Каждый раз, когда вы испытываете то, что не поддается разумному объяснению, ум начинает сомневаться, он начинает с этим спорить, заставляет вас чувствовать себя неловко. Эти его хитрости стары, как мир. Он не может создать ничего и близко похожего на то, что свершается в настоящем моменте. На самом деле, ум вообще не умеет творить. Все творчество, которое есть в жизни, случается за пределами ума. Лучшие картины, величайшая музыка, вся классика мировой поэзии – все самое прекрасное на земле, все то, что отличает нас от животных, создается именно в эти короткие мгновения.
Если вы научитесь сознательно переходить в такое состояние, в один прекрасный момент вы просветлеете. Даже если состояние не-ума настигает вас случайно, неосознанно, рано или поздно вы познаете, что такое великая тишина, расслабление, умиротворенность и разумность. Если это произошло по воле случая… вы достигли храма, но вам остается еще один шаг. И именно там, как мне кажется, находятся все выдающиеся художники, танцоры, музыканты и научные деятели… в одном шаге от просветления.
Мистик же постигает саму суть настоящего момента, он находит золотой ключик. Вся его жизнь становится одним сплошным радостным ликованием и благословением. И как только он приходит к просветлению, никто и ничто не может поколебать его внутреннего равновесия.
Но до тех пор, пока вы не вошли в святую обитель… даже на пороге, в самый последний момент, ум будет тянуть вас назад. Он замучает вас вопросами: «Что происходит? Это же сумасшествие!!! Ты избегаешь жизни!»
Ум ведь ни разу не дал вам ощущения жизни, ни на мгновение, поэтому вы не знаете, что такое жизнь. Он не раскрыл ни одной тайны. Но он постоянно тянет вас назад, потому что, как только вы войдете в храм, ум останется снаружи вместе с вашей обувью. Он не способен войти внутрь, у него нет на это ни потенциала, ни возможностей.
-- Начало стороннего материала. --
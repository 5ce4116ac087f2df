//! Request and response shapes of the core operations.
//!
//! Field names serialize in camelCase. Timestamps are RFC 3339 strings in
//! UTC.

use approvals_engine::{HistoricActivityRecord, TaskRecord, VariableMap};
use serde::{Deserialize, Serialize};
use serde_json::{Map, Value};
use time::format_description::well_known::Rfc3339;
use time::OffsetDateTime;

use crate::variables::ProcessState;

#[derive(Debug, Clone, Default, Serialize, Deserialize)]
#[serde(rename_all = "camelCase", default)]
pub struct StartCaseRequest {
    pub initiator: Option<String>,
    pub approver_id: Option<String>,
    pub executor_id: Option<String>,
    pub payload: Option<Map<String, Value>>,
}

#[derive(Debug, Clone, PartialEq, Serialize, Deserialize)]
#[serde(rename_all = "camelCase")]
pub struct StartCaseResponse {
    pub case_id: String,
    pub state: ProcessState,
    pub current_task: Option<TaskSummary>,
}

#[derive(Debug, Clone, PartialEq, Eq, Serialize, Deserialize)]
#[serde(rename_all = "camelCase")]
pub struct TaskSummary {
    pub task_id: String,
    pub task_name: String,
    pub case_id: String,
    pub created_at: Option<String>,
}

impl From<&TaskRecord> for TaskSummary {
    fn from(task: &TaskRecord) -> Self {
        TaskSummary {
            task_id: task.id.clone(),
            task_name: task.name.clone(),
            case_id: task.case_id.clone(),
            created_at: timestamp(task.created_at),
        }
    }
}

/// A task as listed for its assignee, with the case payload attached.
#[derive(Debug, Clone, PartialEq, Serialize, Deserialize)]
#[serde(rename_all = "camelCase")]
pub struct TaskListItem {
    pub task_id: String,
    pub task_name: String,
    pub case_id: String,
    pub created_at: Option<String>,
    pub payload: Map<String, Value>,
}

#[derive(Debug, Clone, PartialEq, Eq, Serialize, Deserialize)]
#[serde(rename_all = "camelCase")]
pub struct HistoryEntry {
    pub activity_id: String,
    pub activity_name: Option<String>,
    pub activity_type: String,
    pub assignee: Option<String>,
    pub result: Option<String>,
    pub start_time: Option<String>,
    pub end_time: Option<String>,
}

impl HistoryEntry {
    pub fn new(activity: &HistoricActivityRecord, result: Option<String>) -> Self {
        HistoryEntry {
            activity_id: activity.activity_id.clone(),
            activity_name: activity.activity_name.clone(),
            activity_type: activity.activity_type.clone(),
            assignee: activity.assignee.clone(),
            result,
            start_time: timestamp(activity.start_time),
            end_time: activity.end_time.and_then(timestamp),
        }
    }
}

/// Resolved status of one case.
#[derive(Debug, Clone, PartialEq, Serialize, Deserialize)]
#[serde(rename_all = "camelCase")]
pub struct ProcessStatus {
    pub case_id: String,
    pub state: Option<ProcessState>,
    pub current_task: Option<TaskSummary>,
    pub history: Vec<HistoryEntry>,
    pub variables: VariableMap,
}

/// Body of approve.
#[derive(Debug, Clone, Default, Serialize, Deserialize)]
#[serde(rename_all = "camelCase", default)]
pub struct DecisionRequest {
    pub user_id: Option<String>,
    pub comment: Option<String>,
    /// Only read by reject.
    pub reason: Option<String>,
}

/// Body of complete.
#[derive(Debug, Clone, Default, Serialize, Deserialize)]
#[serde(rename_all = "camelCase", default)]
pub struct ActionRequest {
    pub user_id: Option<String>,
    pub comment: Option<String>,
}

#[derive(Debug, Clone, PartialEq, Eq, Serialize, Deserialize)]
#[serde(rename_all = "camelCase")]
pub struct TaskOperationResponse {
    pub task_id: String,
    pub status: String,
    pub next_state: ProcessState,
}

pub(crate) fn timestamp(t: OffsetDateTime) -> Option<String> {
    t.format(&Rfc3339).ok()
}
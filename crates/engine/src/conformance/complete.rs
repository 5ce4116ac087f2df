use std::future::Future;

use serde_json::json;

use super::{decision, start_case, TestResult};
use crate::definition::MANUAL_TASK;
use crate::{EngineError, ExecutionEngine, TaskQuery, VariableMap};

pub(super) async fn run_complete_tests<E, F, Fut>(factory: &F) -> Vec<TestResult>
where
    E: ExecutionEngine,
    F: Fn() -> Fut,
    Fut: Future<Output = E>,
{
    vec![
        TestResult::from_result(
            "complete",
            "approval_creates_manual_task_for_executor",
            approval_creates_manual_task_for_executor(factory).await,
        ),
        TestResult::from_result(
            "complete",
            "rejection_terminates_case",
            rejection_terminates_case(factory).await,
        ),
        TestResult::from_result(
            "complete",
            "manual_completion_terminates_case",
            manual_completion_terminates_case(factory).await,
        ),
        TestResult::from_result(
            "complete",
            "delta_written_before_advance",
            delta_written_before_advance(factory).await,
        ),
        TestResult::from_result(
            "complete",
            "completed_task_cannot_complete_again",
            completed_task_cannot_complete_again(factory).await,
        ),
        TestResult::from_result(
            "complete",
            "unknown_task_completion_fails",
            unknown_task_completion_fails(factory).await,
        ),
    ]
}

// ── Test implementations ──────────────────────────────────────────────────────

async fn approval_creates_manual_task_for_executor<E, F, Fut>(factory: &F) -> Result<(), String>
where
    E: ExecutionEngine,
    F: Fn() -> Fut,
    Fut: Future<Output = E>,
{
    let engine = factory().await;
    let (case_id, task) = start_case(&engine, "approver-1", "executor-1").await?;
    engine
        .complete_task(&task.id, decision("APPROVED", "MANUAL_PENDING"))
        .await
        .map_err(|e| e.to_string())?;

    let next = engine
        .active_task(&case_id)
        .await
        .map_err(|e| e.to_string())?
        .ok_or("approved case has no active task")?;
    if next.definition_key != MANUAL_TASK {
        return Err(format!("expected manual task, got {}", next.definition_key));
    }
    if next.assignee.as_deref() != Some("executor-1") {
        return Err(format!("manual task assigned to {:?}", next.assignee));
    }
    if next.id == task.id {
        return Err("manual task reused the approval task id".to_string());
    }
    Ok(())
}

async fn rejection_terminates_case<E, F, Fut>(factory: &F) -> Result<(), String>
where
    E: ExecutionEngine,
    F: Fn() -> Fut,
    Fut: Future<Output = E>,
{
    let engine = factory().await;
    let (case_id, task) = start_case(&engine, "approver-1", "executor-1").await?;
    engine
        .complete_task(&task.id, decision("REJECTED", "REJECTED"))
        .await
        .map_err(|e| e.to_string())?;

    if engine
        .active_task(&case_id)
        .await
        .map_err(|e| e.to_string())?
        .is_some()
    {
        return Err("rejected case still has an active task".to_string());
    }
    if engine.is_active(&case_id).await.map_err(|e| e.to_string())? {
        return Err("rejected case is still active".to_string());
    }
    let executor_tasks = engine
        .find_tasks(&TaskQuery::assigned_to("executor-1"))
        .await
        .map_err(|e| e.to_string())?;
    if !executor_tasks.is_empty() {
        return Err("rejected case produced a task for the executor".to_string());
    }
    Ok(())
}

async fn manual_completion_terminates_case<E, F, Fut>(factory: &F) -> Result<(), String>
where
    E: ExecutionEngine,
    F: Fn() -> Fut,
    Fut: Future<Output = E>,
{
    let engine = factory().await;
    let (case_id, task) = start_case(&engine, "approver-1", "executor-1").await?;
    engine
        .complete_task(&task.id, decision("APPROVED", "MANUAL_PENDING"))
        .await
        .map_err(|e| e.to_string())?;
    let manual = engine
        .active_task(&case_id)
        .await
        .map_err(|e| e.to_string())?
        .ok_or("approved case has no active task")?;

    let mut delta = VariableMap::new();
    delta.insert("processStatus".into(), json!("COMPLETED"));
    engine
        .complete_task(&manual.id, delta)
        .await
        .map_err(|e| e.to_string())?;

    if engine.is_active(&case_id).await.map_err(|e| e.to_string())? {
        return Err("completed case is still active".to_string());
    }
    match engine.read_variables(&case_id).await {
        Err(e) if e.is_live_miss() => Ok(()),
        Err(e) => Err(format!("live read of ended case failed oddly: {e}")),
        Ok(vars) => Err(format!("ended case still exposes {} live variables", vars.len())),
    }
}

async fn delta_written_before_advance<E, F, Fut>(factory: &F) -> Result<(), String>
where
    E: ExecutionEngine,
    F: Fn() -> Fut,
    Fut: Future<Output = E>,
{
    let engine = factory().await;
    let (case_id, task) = start_case(&engine, "approver-1", "executor-1").await?;
    let mut delta = decision("APPROVED", "MANUAL_PENDING");
    delta.insert("lastOperator".into(), json!("approver-1"));
    engine
        .complete_task(&task.id, delta)
        .await
        .map_err(|e| e.to_string())?;

    let status = engine
        .read_variable(&case_id, "processStatus")
        .await
        .map_err(|e| e.to_string())?;
    let operator = engine
        .read_variable(&case_id, "lastOperator")
        .await
        .map_err(|e| e.to_string())?;
    if status != Some(json!("MANUAL_PENDING")) || operator != Some(json!("approver-1")) {
        return Err(format!("delta not visible: status={status:?} operator={operator:?}"));
    }
    Ok(())
}

async fn completed_task_cannot_complete_again<E, F, Fut>(factory: &F) -> Result<(), String>
where
    E: ExecutionEngine,
    F: Fn() -> Fut,
    Fut: Future<Output = E>,
{
    let engine = factory().await;
    let (_, task) = start_case(&engine, "approver-1", "executor-1").await?;
    engine
        .complete_task(&task.id, decision("REJECTED", "REJECTED"))
        .await
        .map_err(|e| e.to_string())?;
    match engine
        .complete_task(&task.id, decision("APPROVED", "MANUAL_PENDING"))
        .await
    {
        Err(EngineError::TaskNotFound { .. }) | Err(EngineError::ConcurrentModification { .. }) => {
            Ok(())
        }
        Err(other) => Err(format!("unexpected error on re-completion: {other}")),
        Ok(()) => Err("task completed twice".to_string()),
    }
}

async fn unknown_task_completion_fails<E, F, Fut>(factory: &F) -> Result<(), String>
where
    E: ExecutionEngine,
    F: Fn() -> Fut,
    Fut: Future<Output = E>,
{
    let engine = factory().await;
    match engine.complete_task("no-such-task", VariableMap::new()).await {
        Err(EngineError::TaskNotFound { task_id }) if task_id == "no-such-task" => Ok(()),
        Err(other) => Err(format!("expected TaskNotFound, got {other}")),
        Ok(()) => Err("completing an unknown task succeeded".to_string()),
    }
}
Поэтому смотри, наблюдай. Когда ум говорит тебе, что ты избегаешь жизни, спроси у него: «А что, по-твоему, жизнь? О какой жизни ты говоришь? Я убегаю в жизнь, а не от жизни». Будь внимательна. Ум – это враг, поселившийся у тебя внутри. Если ты ослабишь бдительность, враг тут же примется саботировать любую попытку расти и двигаться вперед. Тебе просто нужно быть немного внимательнее, немного наблюдательнее, и ум не сможет помешать («Путь мистика»).
Через две недели мы получили первые новости об Ошо. Он летел в Уругвай. «Уругвай! Это где? – спрашивали мы друг друга. – В Южной Америке? Но разве это не там, где постоянно совершаются военные перевороты, тайная полиция забирает людей на допрос, и больше эти люди не возвращаются?» Для нас это была неизвестная и очень опасная страна.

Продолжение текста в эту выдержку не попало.